Conformational Analysis of n→π* Interactions in Collagen Triple Helix Models

Ab initio calculations of three models of collagen at positions Pro–Pro–Gly (1), Pro–Gly–Pro (2), and Gly–Pro–Pro (3) were performed to assess the conformational variation of n→π* contributions to the stability of the collagen triple helix. Full conformational analyses by relaxed potential-energy scans of the Ψ dihedral angle of the central residue in models 1, 2, and 3 revealed the presence of several n→π* interactions. In model 2, with Gly as the central residue, both the Φ and Ψ dihedral angles of Gly were scanned. Most minima of each model contained one or two n→π* interactions, with pyramidalization at the π* carbon.

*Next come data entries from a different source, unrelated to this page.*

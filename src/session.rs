//! Dataset ownership and derived views.
//!
//! Loads may overlap. Each one takes a ticket from a [`LoadSequencer`];
//! a result is applied only if its ticket is still the newest issued, so a
//! slow stale load cannot replace a fresher dataset.

use crate::aggregate::{available_dates, slice_and_group_by_region, SliceOutcome};
use crate::loader::{self, Dataset, DatasetSource, LoadError};
use crate::region::{Province, RegionError};
use crate::resolve::{board_totals, resolve, Resolved};
use crate::scale::{scale_for_slice, ColorScale, ScaleLevel, ScaleOptions};
use crate::state::ViewState;
use crate::types::RegionTotals;
use chrono::NaiveDate;
use std::path::{Path, PathBuf};
use std::sync::atomic::{AtomicU64, Ordering};
use std::sync::{Arc, Mutex, PoisonError};

/// Sequence number of one load request.
#[derive(Debug, Clone, Copy, PartialEq, Eq, PartialOrd, Ord)]
pub struct LoadTicket(u64);

impl LoadTicket {
    pub fn seq(self) -> u64 {
        self.0
    }
}

#[derive(Debug, Clone, Copy, PartialEq, Eq)]
pub enum Applied {
    Current,
    /// A newer request was issued after this one; the value was dropped.
    Stale,
}

/// Keeps only the result of the most recently issued request.
#[derive(Debug)]
pub struct LoadSequencer<T> {
    issued: AtomicU64,
    current: Mutex<Option<(LoadTicket, Arc<T>)>>,
}

impl<T> Default for LoadSequencer<T> {
    fn default() -> Self {
        Self {
            issued: AtomicU64::new(0),
            current: Mutex::new(None),
        }
    }
}

impl<T> LoadSequencer<T> {
    pub fn new() -> Self {
        Self::default()
    }

    pub fn issue(&self) -> LoadTicket {
        LoadTicket(self.issued.fetch_add(1, Ordering::SeqCst) + 1)
    }

    pub fn latest_issued(&self) -> u64 {
        self.issued.load(Ordering::SeqCst)
    }

    pub fn is_latest(&self, ticket: LoadTicket) -> bool {
        ticket.0 == self.latest_issued()
    }

    /// Store `value` if `ticket` is the newest issued.
    pub fn complete(&self, ticket: LoadTicket, value: T) -> Applied {
        let mut current = self
            .current
            .lock()
            .unwrap_or_else(PoisonError::into_inner);
        if !self.is_latest(ticket) {
            log::debug!(
                "discarding stale load #{} (latest is #{})",
                ticket.0,
                self.latest_issued()
            );
            return Applied::Stale;
        }
        *current = Some((ticket, Arc::new(value)));
        Applied::Current
    }

    pub fn current(&self) -> Option<Arc<T>> {
        self.current
            .lock()
            .unwrap_or_else(PoisonError::into_inner)
            .as_ref()
            .map(|(_, v)| Arc::clone(v))
    }
}

/// Everything a renderer needs for one (dataset, date, metric) triple.
#[derive(Debug, Clone)]
pub struct DashboardView {
    pub outcome: SliceOutcome,
    pub scale: ColorScale,
    pub level: ScaleLevel,
    /// Board data; `None` while nothing matches or nothing is loaded.
    pub board: Option<RegionTotals>,
    /// The selected metric for the selected region, or the slice total.
    pub headline: Resolved,
}

/// One map: a sequenced dataset plus the options used to color it.
#[derive(Debug)]
pub struct Dashboard {
    level: ScaleLevel,
    scale_options: ScaleOptions,
    datasets: LoadSequencer<Dataset>,
}

impl Dashboard {
    pub fn new(level: ScaleLevel, scale_options: ScaleOptions) -> Self {
        Self {
            level,
            scale_options,
            datasets: LoadSequencer::new(),
        }
    }

    /// Dashboard for one province's city map.
    ///
    /// # Errors
    ///
    /// Returns [`RegionError::UnknownProvince`] when `name` is not a
    /// province; the city view cannot be shown without its data file.
    pub fn province_view(
        name: &str,
        data_dir: &Path,
        scale_options: ScaleOptions,
    ) -> Result<(Self, DatasetSource), RegionError> {
        let province = Province::require(name)?;
        let path: PathBuf = province.data_path(data_dir);
        Ok((
            Self::new(ScaleLevel::Province, scale_options),
            DatasetSource::File(path),
        ))
    }

    pub fn level(&self) -> ScaleLevel {
        self.level
    }

    pub fn sequencer(&self) -> &LoadSequencer<Dataset> {
        &self.datasets
    }

    pub fn dataset(&self) -> Option<Arc<Dataset>> {
        self.datasets.current()
    }

    /// Load `source` and install it unless a newer load was started in
    /// the meantime. A failed load keeps the previous dataset.
    ///
    /// # Errors
    ///
    /// Returns [`LoadError`] if the dataset could not be read.
    pub async fn load(&self, source: DatasetSource) -> Result<Applied, LoadError> {
        let ticket = self.datasets.issue();
        let dataset = loader::load(source).await?;
        Ok(self.datasets.complete(ticket, dataset))
    }

    pub fn available_dates(&self) -> Vec<NaiveDate> {
        self.dataset()
            .map(|d| available_dates(&d.records))
            .unwrap_or_default()
    }

    /// Derive the view for `state`, correcting its date if the requested
    /// day has no data. `None` until a dataset is loaded.
    pub fn view(&self, state: &mut ViewState) -> Option<DashboardView> {
        let dataset = self.dataset()?;
        let outcome = slice_and_group_by_region(&dataset.records, state.date);
        state.reconcile(&outcome);

        let scale = scale_for_slice(
            &self.scale_options,
            &outcome.slice,
            state.metric,
            self.level,
        );
        let region = state.region.as_deref();
        Some(DashboardView {
            board: board_totals(&outcome.slice, region),
            headline: resolve(&outcome.slice, region, state.metric),
            scale,
            level: self.level,
            outcome,
        })
    }
}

We also observed pyramidalization at the n→π* donor amide nitrogens. Minima with hydrogen-bond or non-native n→π* interactions compete with the collagen stabilizing n→π* interactions. The collagen-like n→re-π* conformation was found as the global minimum only in model 3. The global minimum of 1 had a 5-membered ring hydrogen bond with an additional weak n→si-π* interaction. The global minimum of 2 was in the extended conformation. We predict that the n→π* interactions found in native collagen, while individually small, cumulatively contribute to the stability of the triple helix conformation of collagen.